Following a months-long process, Battle Creek Area Catholic Schools has realigned its administrative structure.

What does this mean for BCACS families?

In short, it means the leadership positions at the elementary, middle school and high school remain held by the same people who have dedicated years to providing an excellent education and a foundation of faith for students.

Vicky Groat, both the principal and athletic director at St. Philip Catholic Central High School for the past nine years, returns her focus to athletics and now is solely the talented director of athletics for the Fighting Tigers.

Katie Reed is the new principal at St. Philip after serving in that position at St. Joseph Middle School for the past seven years.

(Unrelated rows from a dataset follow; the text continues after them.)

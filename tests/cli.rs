//! End-to-end checks against the `tour` binary: help, dispatch, unknown
//! names and exit codes.

use assert_cmd::Command;
use predicates::prelude::*;

fn tour() -> Command {
    let mut cmd = Command::cargo_bin("tour").expect("tour binary is built");
    cmd.env("NO_COLOR", "1")
        .env_remove("CLICOLOR_FORCE")
        .env_remove("RUST_LOG");
    cmd
}

fn banner_once(title: &'static str) -> impl Predicate<str> {
    let banner = format!("=== {title} ===");
    predicate::function(move |out: &str| out.matches(banner.as_str()).count() == 1)
}

#[test]
fn test_no_arguments_prints_usage() {
    tour()
        .assert()
        .success()
        .stdout(predicate::str::contains("usage"))
        .stdout(predicate::str::contains("Pointers"))
        .stdout(predicate::str::contains("JWTAuth"));
}

#[test]
fn test_usage_is_stable_across_runs() {
    let first = tour().output().expect("first run");
    let second = tour().output().expect("second run");

    assert!(first.status.success());
    assert_eq!(first.stdout, second.stdout);
}

#[test]
fn test_pointers_runs_without_usage() {
    tour()
        .arg("Pointers")
        .assert()
        .success()
        .stdout(predicate::str::starts_with("=== Pointers ==="))
        .stdout(predicate::str::contains("usage:").not());
}

#[test]
fn test_unknown_demo_fails_with_name() {
    tour()
        .arg("NoSuchDemo")
        .assert()
        .code(2)
        .stdout(predicate::str::is_empty())
        .stderr(predicate::str::contains("NoSuchDemo"));
}

#[test]
fn test_unknown_demo_is_stable_across_runs() {
    let first = tour().arg("NoSuchDemo").output().expect("first run");
    let second = tour().arg("NoSuchDemo").output().expect("second run");

    assert_eq!(first.status.code(), second.status.code());
    assert_eq!(first.stderr, second.stderr);
}

#[test]
fn test_goroutine_runs_once() {
    tour()
        .arg("Goroutine")
        .assert()
        .success()
        .stdout(banner_once("Goroutine"));
}

#[test]
fn test_extra_arguments_are_ignored() {
    tour()
        .args(["JWTAuth", "extra-arg", "another"])
        .assert()
        .success()
        .stdout(banner_once("JWTAuth"))
        .stdout(predicate::str::contains("admin token"));
}

#[test]
fn test_names_are_case_sensitive() {
    tour()
        .arg("pointers")
        .assert()
        .failure()
        .stdout(predicate::str::contains("=== Pointers ===").not())
        .stderr(predicate::str::contains("pointers"));
}

#[test]
fn test_data_layer_demos_run() {
    tour()
        .arg("Preload")
        .assert()
        .success()
        .stdout(predicate::str::contains("Octavia E. Butler"));
    tour()
        .arg("Crud")
        .assert()
        .success()
        .stdout(predicate::str::contains("not found"));
}

#[test]
fn test_piped_output_has_no_escape_codes() {
    for args in [&[][..], &["NoSuchDemo"][..]] {
        let out = Command::cargo_bin("tour")
            .expect("tour binary is built")
            .args(args)
            .env_remove("NO_COLOR")
            .env_remove("CLICOLOR_FORCE")
            .env_remove("RUST_LOG")
            .output()
            .expect("tour runs");

        assert!(!out.stdout.contains(&0x1b), "stdout has ANSI escapes for {args:?}");
        assert!(!out.stderr.contains(&0x1b), "stderr has ANSI escapes for {args:?}");
    }
}
//! Pointers: references, mutable references, `Box`, `Option` instead of nil,
//! and raw pointers for illustration.

fn references() {
    let mut i = 42;
    let p = &i;
    println!("i = {i}, *p = {}, p = {:p}", *p, p);

    let q = &mut i;
    *q = 21;
    println!("after *q = 21: i = {i}");

    let mut j = 2701;
    let r = &mut j;
    *r /= 37;
    println!("j / 37 through a pointer: {j}");
}

fn modify(value: &mut i32) {
    *value += 100;
}

fn no_modify(mut value: i32) {
    value += 100;
    println!("  inside no_modify: {value}");
}

fn by_reference_vs_value() {
    let mut n = 1;
    no_modify(n);
    println!("after no_modify: n = {n}");
    modify(&mut n);
    println!("after modify(&mut n): n = {n}");
}

#[derive(Debug)]
struct Node {
    value: i32,
    next: Option<Box<Node>>,
}

fn boxes_and_nil() {
    let heap = Box::new(5);
    println!("Box::new(5) = {heap}, lives at {:p}", heap);

    let list = Node {
        value: 1,
        next: Some(Box::new(Node {
            value: 2,
            next: Some(Box::new(Node { value: 3, next: None })),
        })),
    };
    let mut cursor = Some(&list);
    let mut values = Vec::new();
    while let Some(node) = cursor {
        values.push(node.value);
        cursor = node.next.as_deref();
    }
    println!("linked list via Option<Box<Node>>: {:?}", values);

    let missing: Option<&Node> = None;
    match missing {
        Some(node) => println!("value {}", node.value),
        None => println!("no node: Option replaces the nil pointer"),
    }
}

fn raw_pointers() {
    let x = 10;
    let raw = &x as *const i32;
    // Creating a raw pointer is safe; dereferencing it is not.
    let read = unsafe { *raw };
    println!("raw pointer {:p} reads {read}", raw);
    println!("null check: {}", std::ptr::null::<i32>().is_null());
}

pub fn run() {
    println!("=== Pointers ===\n");

    println!("--- References ---");
    references();

    println!("\n--- Passing by value vs by reference ---");
    by_reference_vs_value();

    println!("\n--- Box and Option ---");
    boxes_and_nil();

    println!("\n--- Raw pointers ---");
    raw_pointers();

    println!("\n=== Key Points ===");
    println!("1. &T shares, &mut T is exclusive; both are always valid");
    println!("2. There is no pointer arithmetic on references");
    println!("3. Option<Box<T>> is the nullable owning pointer");
}
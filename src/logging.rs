//! Tracing setup for the `tour` binary.
//!
//! Logs go to stderr so that demo output on stdout stays untouched. The
//! default filter is `warn`; set `RUST_LOG` (e.g. `RUST_LOG=feature_tour=debug`)
//! to see dispatch and request logs.

use tracing_subscriber::EnvFilter;

pub const DEFAULT_FILTER: &str = "warn";

pub fn env_filter() -> EnvFilter {
    EnvFilter::try_from_default_env().unwrap_or_else(|_| EnvFilter::new(DEFAULT_FILTER))
}

/// Installs the global subscriber. Calling it twice is harmless.
pub fn init() {
    let _ = tracing_subscriber::fmt()
        .with_env_filter(env_filter())
        .with_writer(std::io::stderr)
        .with_target(false)
        .try_init();
}
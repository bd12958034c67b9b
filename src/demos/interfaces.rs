//! Interfaces are traits: static and dynamic dispatch, type switches via
//! enums or `Any`, and the empty interface.

use std::any::Any;
use std::f64::consts::PI;
use std::fmt;

trait Shape: fmt::Debug {
    fn area(&self) -> f64;
    fn perimeter(&self) -> f64;

    fn name(&self) -> &'static str {
        "shape"
    }
}

#[derive(Debug)]
struct Rect {
    w: f64,
    h: f64,
}

#[derive(Debug)]
struct Circle {
    r: f64,
}

impl Shape for Rect {
    fn area(&self) -> f64 {
        self.w * self.h
    }
    fn perimeter(&self) -> f64 {
        2.0 * (self.w + self.h)
    }
    fn name(&self) -> &'static str {
        "rect"
    }
}

impl Shape for Circle {
    fn area(&self) -> f64 {
        PI * self.r * self.r
    }
    fn perimeter(&self) -> f64 {
        2.0 * PI * self.r
    }
    fn name(&self) -> &'static str {
        "circle"
    }
}

// Static dispatch: monomorphised per concrete type.
fn describe_static<S: Shape>(shape: &S) -> String {
    format!("{} area={:.2}", shape.name(), shape.area())
}

// Dynamic dispatch: one function, vtable lookup at runtime.
fn total_area(shapes: &[Box<dyn Shape>]) -> f64 {
    shapes.iter().map(|s| s.area()).sum()
}

// Satisfying a standard trait, like implementing Stringer.
struct Ip([u8; 4]);

impl fmt::Display for Ip {
    fn fmt(&self, f: &mut fmt::Formatter<'_>) -> fmt::Result {
        let [a, b, c, d] = self.0;
        write!(f, "{a}.{b}.{c}.{d}")
    }
}

fn type_switch(value: &dyn Any) -> String {
    if let Some(i) = value.downcast_ref::<i32>() {
        format!("i32 twice is {}", i * 2)
    } else if let Some(s) = value.downcast_ref::<String>() {
        format!("String of {} bytes", s.len())
    } else if let Some(s) = value.downcast_ref::<&str>() {
        format!("&str {s:?}")
    } else {
        "something else".to_string()
    }
}

pub fn run() {
    println!("=== Interfaces ===\n");

    println!("--- Static dispatch ---");
    println!("{}", describe_static(&Rect { w: 3.0, h: 4.0 }));
    println!("{}", describe_static(&Circle { r: 1.0 }));

    println!("\n--- Dynamic dispatch ---");
    let shapes: Vec<Box<dyn Shape>> = vec![Box::new(Rect { w: 2.0, h: 5.0 }), Box::new(Circle { r: 2.0 })];
    for s in &shapes {
        println!("{:<6} area={:>6.2} perimeter={:>6.2}  {:?}", s.name(), s.area(), s.perimeter(), s);
    }
    println!("total area = {:.2}", total_area(&shapes));

    println!("\n--- Standard traits ---");
    println!("loopback is {}", Ip([127, 0, 0, 1]));

    println!("\n--- Type switch over dyn Any ---");
    let values: Vec<Box<dyn Any>> = vec![Box::new(21i32), Box::new(String::from("hello")), Box::new("hi"), Box::new(1.5f32)];
    for v in &values {
        println!("  {}", type_switch(v.as_ref()));
    }

    println!("\n=== Key Points ===");
    println!("1. Traits are implemented explicitly, not structurally");
    println!("2. Generics give static dispatch, dyn Trait gives dynamic dispatch");
    println!("3. Prefer an enum over dyn Any when the set of types is closed");
}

Sara Myers, principal of St. Joseph Elementary, is now the principal for students in preschool through 8th grade, with support in the middle school from social studies instructor Blake Shaw as the new dean of students.

The decision to simplify the administrative structure came following a report by the Schools Advisory Board and the School’s Executive Committee after working with Partners In Mission, a professional education consulting firm. As part of the restructuring, BCACS is actively seeking candidates for the restored position of Executive Director for the schools.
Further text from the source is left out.